I created a function to read a csv. That csv is update with no defined frequency, and I would like to updated it only if the last modified date of that csv has changed.
Steps to reproduce
So far I got something like this:
s3 = S3FileSystem(anon=False)
last_modified = s3.modified(bucket)
df = pd.read_parquet(bucket)
Not sure how to do it, but I would like the load_data function to run when the last modified date is updated
I get the last modified date correctly, but I cannot make the load_data function to rerun
- Streamlit version: 1.11.0
- Python version: 3.9
- Using Conda
Any help will be apreciated, thanks in advanced
How are you calling
load_data?
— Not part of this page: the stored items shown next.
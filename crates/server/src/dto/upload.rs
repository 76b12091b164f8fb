use std::collections::BTreeMap;

use depot::ingest::{RowIssue, TableCounts};
use serde::Serialize;

#[derive(Debug, Clone, Serialize)]
pub struct UploadResponse {
    pub accepted: bool,
    pub reason: String,
    pub feed_version_id: Option<i64>,
    pub tables: BTreeMap<String, TableCounts>,
    pub errors: Vec<RowIssue>,
}
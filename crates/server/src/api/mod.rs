mod departures;
mod feeds;
mod shapes;
mod stops;

pub use departures::*;
pub use feeds::*;
pub use shapes::*;
pub use stops::*;

use crate::state::AppState;
use axum::http::StatusCode;
use depot::Error;
use std::sync::Arc;
use tracing::error;

/// Query validation failures are the caller's problem; everything else is
/// ours and gets logged, never echoed back as a stack trace.
pub(crate) fn map_error(err: Error) -> StatusCode {
    match err {
        Error::InvalidQueryBounds(_) => StatusCode::BAD_REQUEST,
        err => {
            error!("query failed: {err}");
            StatusCode::INTERNAL_SERVER_ERROR
        }
    }
}

/// Resolves the feed-version scope of a read request: an explicit `feed`
/// parameter wins, otherwise the newest ingested version.
pub(crate) async fn resolve_version(
    state: &Arc<AppState>,
    param: Option<&String>,
) -> Result<i64, StatusCode> {
    match param {
        Some(value) => value.parse().map_err(|_| StatusCode::BAD_REQUEST),
        None => {
            let version = state
                .store
                .latest_version()
                .await
                .map_err(map_error)?
                .ok_or(StatusCode::NOT_FOUND)?;
            Ok(version.id)
        }
    }
}
use std::io;
use thiserror::Error;

/// Everything that can go wrong between receiving archive bytes and
/// answering a query. Row-level variants carry the source file and the
/// 1-based line they came from so permissive-mode reports stay useful.
#[derive(Error, Debug)]
pub enum Error {
    #[error("IO error: {0}")]
    Io(#[from] io::Error),
    #[error("archive corrupt: {0}")]
    ArchiveCorrupt(#[from] zip::result::ZipError),
    #[error("required table {0} is missing from the archive")]
    EntryMissing(String),
    #[error("csv error: {0}")]
    Csv(#[from] csv::Error),
    #[error("{file}: required column {column} is missing from the header")]
    MissingRequiredColumn { file: String, column: &'static str },
    #[error("{file}:{line}: malformed row: {reason}")]
    MalformedRow {
        file: String,
        line: u64,
        reason: String,
    },
    #[error("{file}:{line}: invalid value {value:?} for field {field}")]
    InvalidFieldValue {
        file: String,
        line: u64,
        field: &'static str,
        value: String,
    },
    #[error("{file}:{line}: reference to missing {parent} {parent_id:?}")]
    DanglingReference {
        file: String,
        line: u64,
        parent: &'static str,
        parent_id: String,
    },
    #[error("invalid query bounds: {0}")]
    InvalidQueryBounds(String),
    #[error("database error: {0}")]
    Sqlx(#[from] sqlx::Error),
    #[error("stored geometry unreadable: {0}")]
    Geometry(#[from] serde_json::Error),
    #[error("ingestion cancelled")]
    Cancelled,
}

impl Error {
    /// Row-level errors abort a single row in permissive mode; everything
    /// else aborts the whole ingestion regardless of mode.
    pub fn is_row_level(&self) -> bool {
        matches!(
            self,
            Error::MalformedRow { .. }
                | Error::InvalidFieldValue { .. }
                | Error::DanglingReference { .. }
        )
    }
}
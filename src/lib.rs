pub mod error;
pub mod gtfs;
pub mod ingest;
pub mod query;
pub mod shared;
pub mod store;

pub use error::Error;

pub mod prelude {
    pub use crate::error::Error;
    pub use crate::ingest::{
        CancelToken, IngestMode, IngestOutcome, IngestReport, Ingestor, OnConflict,
    };
    pub use crate::query::QueryEngine;
    pub use crate::shared::geo::{Coordinate, Distance};
    pub use crate::store::{FeedVersion, Store};
}
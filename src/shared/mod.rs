pub mod geo;
pub mod time;

pub use geo::*;
pub use time::*;
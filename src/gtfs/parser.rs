use std::{collections::HashMap, io::Cursor, str::FromStr, sync::Arc};

use csv::StringRecord;

use crate::{error::Error, gtfs::schema::TableSchema};

/// Reads one CSV-shaped GTFS entry against an expected [`TableSchema`].
///
/// The header row decides actual column order; reordered and unknown columns
/// are tolerated, absent required columns fail up front. Each yielded [`Row`]
/// carries its 1-based source line so row-level errors stay attributable.
/// What to do with a failed row (abort or collect) is the caller's policy,
/// not the parser's.
pub struct TableReader {
    schema: TableSchema,
    index: Arc<HashMap<&'static str, usize>>,
    header_len: usize,
    records: csv::StringRecordsIntoIter<Cursor<Vec<u8>>>,
}

impl TableReader {
    pub fn new(bytes: Vec<u8>, schema: TableSchema) -> Result<Self, Error> {
        let mut reader = csv::ReaderBuilder::new()
            .flexible(true)
            .trim(csv::Trim::All)
            .from_reader(Cursor::new(bytes));
        let header = reader.headers()?.clone();

        let mut index = HashMap::new();
        for column in schema.columns {
            match header.iter().position(|name| name == column.name) {
                Some(position) => {
                    index.insert(column.name, position);
                }
                None if column.required => {
                    return Err(Error::MissingRequiredColumn {
                        file: schema.file.to_string(),
                        column: column.name,
                    });
                }
                None => {}
            }
        }

        Ok(Self {
            schema,
            index: Arc::new(index),
            header_len: header.len(),
            records: reader.into_records(),
        })
    }

    pub fn file(&self) -> &'static str {
        self.schema.file
    }
}

impl Iterator for TableReader {
    type Item = Result<Row, Error>;

    fn next(&mut self) -> Option<Self::Item> {
        let result = self.records.next()?;
        let record = match result {
            Ok(record) => record,
            Err(err) => {
                let line = err
                    .position()
                    .map(|position| position.line())
                    .unwrap_or_default();
                return Some(Err(Error::MalformedRow {
                    file: self.schema.file.to_string(),
                    line,
                    reason: "unreadable record".to_string(),
                }));
            }
        };
        let line = record
            .position()
            .map(|position| position.line())
            .unwrap_or_default();
        if record.len() != self.header_len {
            return Some(Err(Error::MalformedRow {
                file: self.schema.file.to_string(),
                line,
                reason: format!(
                    "expected {} fields, found {}",
                    self.header_len,
                    record.len()
                ),
            }));
        }
        Some(Ok(Row {
            file: self.schema.file,
            line,
            index: self.index.clone(),
            record,
        }))
    }
}

/// One data row, addressable by schema column name. Empty values read as
/// absent, matching how GTFS producers leave optional cells blank.
#[derive(Debug, Clone)]
pub struct Row {
    file: &'static str,
    line: u64,
    index: Arc<HashMap<&'static str, usize>>,
    record: StringRecord,
}

impl Row {
    pub fn line(&self) -> u64 {
        self.line
    }

    pub fn get(&self, column: &str) -> Option<&str> {
        let position = *self.index.get(column)?;
        self.record.get(position).filter(|value| !value.is_empty())
    }

    pub fn require(&self, column: &'static str) -> Result<&str, Error> {
        self.get(column).ok_or_else(|| Error::InvalidFieldValue {
            file: self.file.to_string(),
            line: self.line,
            field: column,
            value: String::new(),
        })
    }

    pub fn parse<T: FromStr>(&self, column: &'static str) -> Result<Option<T>, Error> {
        match self.get(column) {
            None => Ok(None),
            Some(value) => value
                .parse()
                .map(Some)
                .map_err(|_| self.invalid(column, value)),
        }
    }

    pub fn require_parse<T: FromStr>(&self, column: &'static str) -> Result<T, Error> {
        let value = self.require(column)?;
        value.parse().map_err(|_| self.invalid(column, value))
    }

    pub fn invalid(&self, column: &'static str, value: &str) -> Error {
        Error::InvalidFieldValue {
            file: self.file.to_string(),
            line: self.line,
            field: column,
            value: value.to_string(),
        }
    }
}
I would expect
bucket to be a
str, but then defining a hash function for
StringIO would do nothing.
I think just passing
last_modified as a parameter to
load_data should work.
Hi Goyo! Thanks for the answering, it worked! I added “last_modified” as a parameter to the load function. I even deleted the hash function as u stated. This is extremely weird (and beautifully easy fortunately). Then all I need to rerun the function load_data is the parameter (last_modified) that states if it has tu be rerun, like this:
def load_data(bucket, last_modified):
df = pd.read_csv(bucket + "data.csv")
df = load_data(bucket, last_modified)
I don’t quietly understand how it works, though!
The data will be stored in the cache associated to the values of
last_modified. So both values will be used to decide whether there is a cache hit or a cache miss, even if the function only needs one of them.
Excellent, that would make it. Thanks a lot!